The design requirements of RHs are driven by the objective of recovering the design mirror RoC, correcting for manufacturing errors and surface thermo-elastic deformation so that the interferometer can be operated at full sensitivity. To this aim, the Advanced Virgo RHs must:

• provide a correction of the HR surface of the arm cavity core optics (also called test masses, TMs) with the required dynamics and precision. With a foreseen intracavity maximum power of the order of 1 MW and a coating absorption of a fraction of ppm, the expected maximum thermo-elastic change of the TM RoC reaches up to 50 m over a static value of the RoC of 1.5 km. As a safety margin, the full dynamical range of correction must reach twice this value (100 m), with a precision of ±2 m [4];
• provide a correction for the RoC of mirrors in the PRC and SRC, with a precision of ±8 m [4];
• the applied correction must be highly spherical (see further, section 3). The same requirement is also desirable for the thermal lens induced in the mirror volume, especially in the case of Advanced Virgo whose optical design includes a marginally stable PRC at the input port [1].

The integration of the RH in the interferometer places additional requirements:

• it has to be compatible with high temperature operation under vacuum;
• it must radiate mainly toward the optic and minimize the interaction with the surrounding environment;
• the coupled noise sources must be compliant with the Advanced Virgo sensitivity curve. In particular, a factor of ten below the design strain sensitivity ($\simeq 2 \times 10^{-24}\,\sqrt{\mathrm{Hz}}^{-1}$ between 100 Hz and 500 Hz [13]) is requested as safety margin for spurious noise.

In this paper we focus on describing the design features of the RH installed around the Advanced Virgo TMs since they must fulfill the most stringent requirements. The RHs installed around the PRM and SRM are designed following the same concept. The improved performances of the present design with respect to previous actuators are also presented.

The working principle of the actuator consists in the contact-less tuning of the RoC provided by heating elements radiatively coupled to the mirror. Due to the small value of the thermal conductivity in silica mirrors ($\simeq$1.4 W mK⁻¹), the induced temperature gradient is localized so that the resulting thermo-elastic deformation is dominated by bending over bulk dilation, eventually providing a change of the RoC of the mirror surface.

The Advanced Virgo RH consists of two co-axial, thin o-rings made of borosilicate glass (pyrex), that encircle the mirror. Pyrex is neatly vacuum compatible, while its high surface emissivity ($\epsilon \simeq 0.89$) guarantees an efficient radiation coupling with limited temperature increase. Each ring is powered by Joule heating through a Nickel Chrome (NiCr 80%/20%) conductive wire tightly wrapped in helical coils around it, then acting as a radiator. The total resistance of the wire is 50 Ω. To ensure a good thermal contact, the wire has a rectangular cross section, 1 mm wide and 0.1 mm thick. While the glass provides an electrically insulating support to the wire, the coil pitch must be large enough to avoid the risk of short-circuiting adjacent turns. The length of wrapped wire is set by the requirement on the dynamical range, once current limits due to integration constraints are taken into account.

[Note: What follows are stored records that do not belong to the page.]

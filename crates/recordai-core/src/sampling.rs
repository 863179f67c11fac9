//! Multi-sample embedding averaging.
//!
//! A single frame's embedding is noisy, so several samples taken a short
//! interval apart are averaged element-wise before matching.

use crate::types::Embedding;
use serde::{Deserialize, Serialize};
use std::time::Duration;
use thiserror::Error;

pub const DEFAULT_SAMPLE_COUNT: usize = 3;
pub const DEFAULT_SAMPLE_INTERVAL: Duration = Duration::from_millis(150);

#[derive(Error, Debug, PartialEq)]
pub enum SamplingError {
    #[error("no samples to average")]
    Empty,
    #[error("sample {index} has {actual} dimensions, expected {expected}")]
    DimensionMismatch {
        index: usize,
        expected: usize,
        actual: usize,
    },
}

/// Element-wise mean of `samples`.
///
/// All samples must share one length. A single sample is returned as is.
pub fn average(samples: &[Embedding]) -> Result<Embedding, SamplingError> {
    let (first, rest) = samples.split_first().ok_or(SamplingError::Empty)?;
    if rest.is_empty() {
        return Ok(first.clone());
    }

    let expected = first.len();
    let mut sums: Vec<f64> = first.values.iter().map(|&v| v as f64).collect();

    for (i, sample) in rest.iter().enumerate() {
        if sample.len() != expected {
            return Err(SamplingError::DimensionMismatch {
                index: i + 1,
                expected,
                actual: sample.len(),
            });
        }
        for (sum, v) in sums.iter_mut().zip(sample.values.iter()) {
            *sum += *v as f64;
        }
    }

    let n = samples.len() as f64;
    Ok(Embedding::new(sums.into_iter().map(|s| (s / n) as f32).collect()))
}

/// How many samples to take per identification attempt and how far apart.
#[derive(Debug, Clone, Copy, PartialEq, Serialize, Deserialize)]
pub struct SamplingPlan {
    pub count: usize,
    #[serde(with = "millis")]
    pub interval: Duration,
}

impl SamplingPlan {
    pub fn single() -> Self {
        Self {
            count: 1,
            interval: Duration::ZERO,
        }
    }
}

impl Default for SamplingPlan {
    fn default() -> Self {
        Self {
            count: DEFAULT_SAMPLE_COUNT,
            interval: DEFAULT_SAMPLE_INTERVAL,
        }
    }
}

mod millis {
    use serde::{Deserialize, Deserializer, Serializer};
    use std::time::Duration;

    pub fn serialize<S: Serializer>(d: &Duration, s: S) -> Result<S::Ok, S::Error> {
        s.serialize_u64(d.as_millis() as u64)
    }

    pub fn deserialize<'de, D: Deserializer<'de>>(d: D) -> Result<Duration, D::Error> {
        u64::deserialize(d).map(Duration::from_millis)
    }
}
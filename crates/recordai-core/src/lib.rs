//! recordai-core: Identity matching engine.
//!
//! Nearest-neighbour matching of face embeddings against known people,
//! multi-sample averaging, and the per-face tracking session that drives
//! a matching backend from a stream of detections.

pub mod greeting;
pub mod matcher;
pub mod sampling;
pub mod session;
pub mod tracker;
pub mod types;

pub use matcher::{IdentityMatcher, MatchError};
pub use sampling::{average, SamplingError};
pub use types::{
    BoundingBox, Confidence, DistanceMetric, Embedding, EmbeddingSpace, KnownPerson,
    MatchCandidate, MatchOutcome, PersonProfile,
};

Using two radiators instead of one allows to optimize the RH thermalization time. Indeed, compared to a single ring, a couple of radiating rings allows the thermal time to be reduced without any increase in the working temperature.

Furthermore, if the wires are assembled in counter flux configuration, the arrangement with two rings has the relevant advantage of reducing the RH stray magnetic field gradient (see section 4).

The relative amount of power radiated by the rings that strikes the mirror lateral surface is practically limited to 0.5 (in fact, always less than that). To increase the efficiency of the system, the heat that radiates away is gathered and conveyed toward the mirror by a copper shield enclosing the rings, that in addition provides a stable and protective support for holding the rings around the TM. The shield has a c-shaped rectangular cross section and it is internally polished to enhance its reflectivity. The radiators are kept centered inside the shield by three equally spaced, dovetail-shaped MACOR supports, blocked to the inner copper surface (see figure 2).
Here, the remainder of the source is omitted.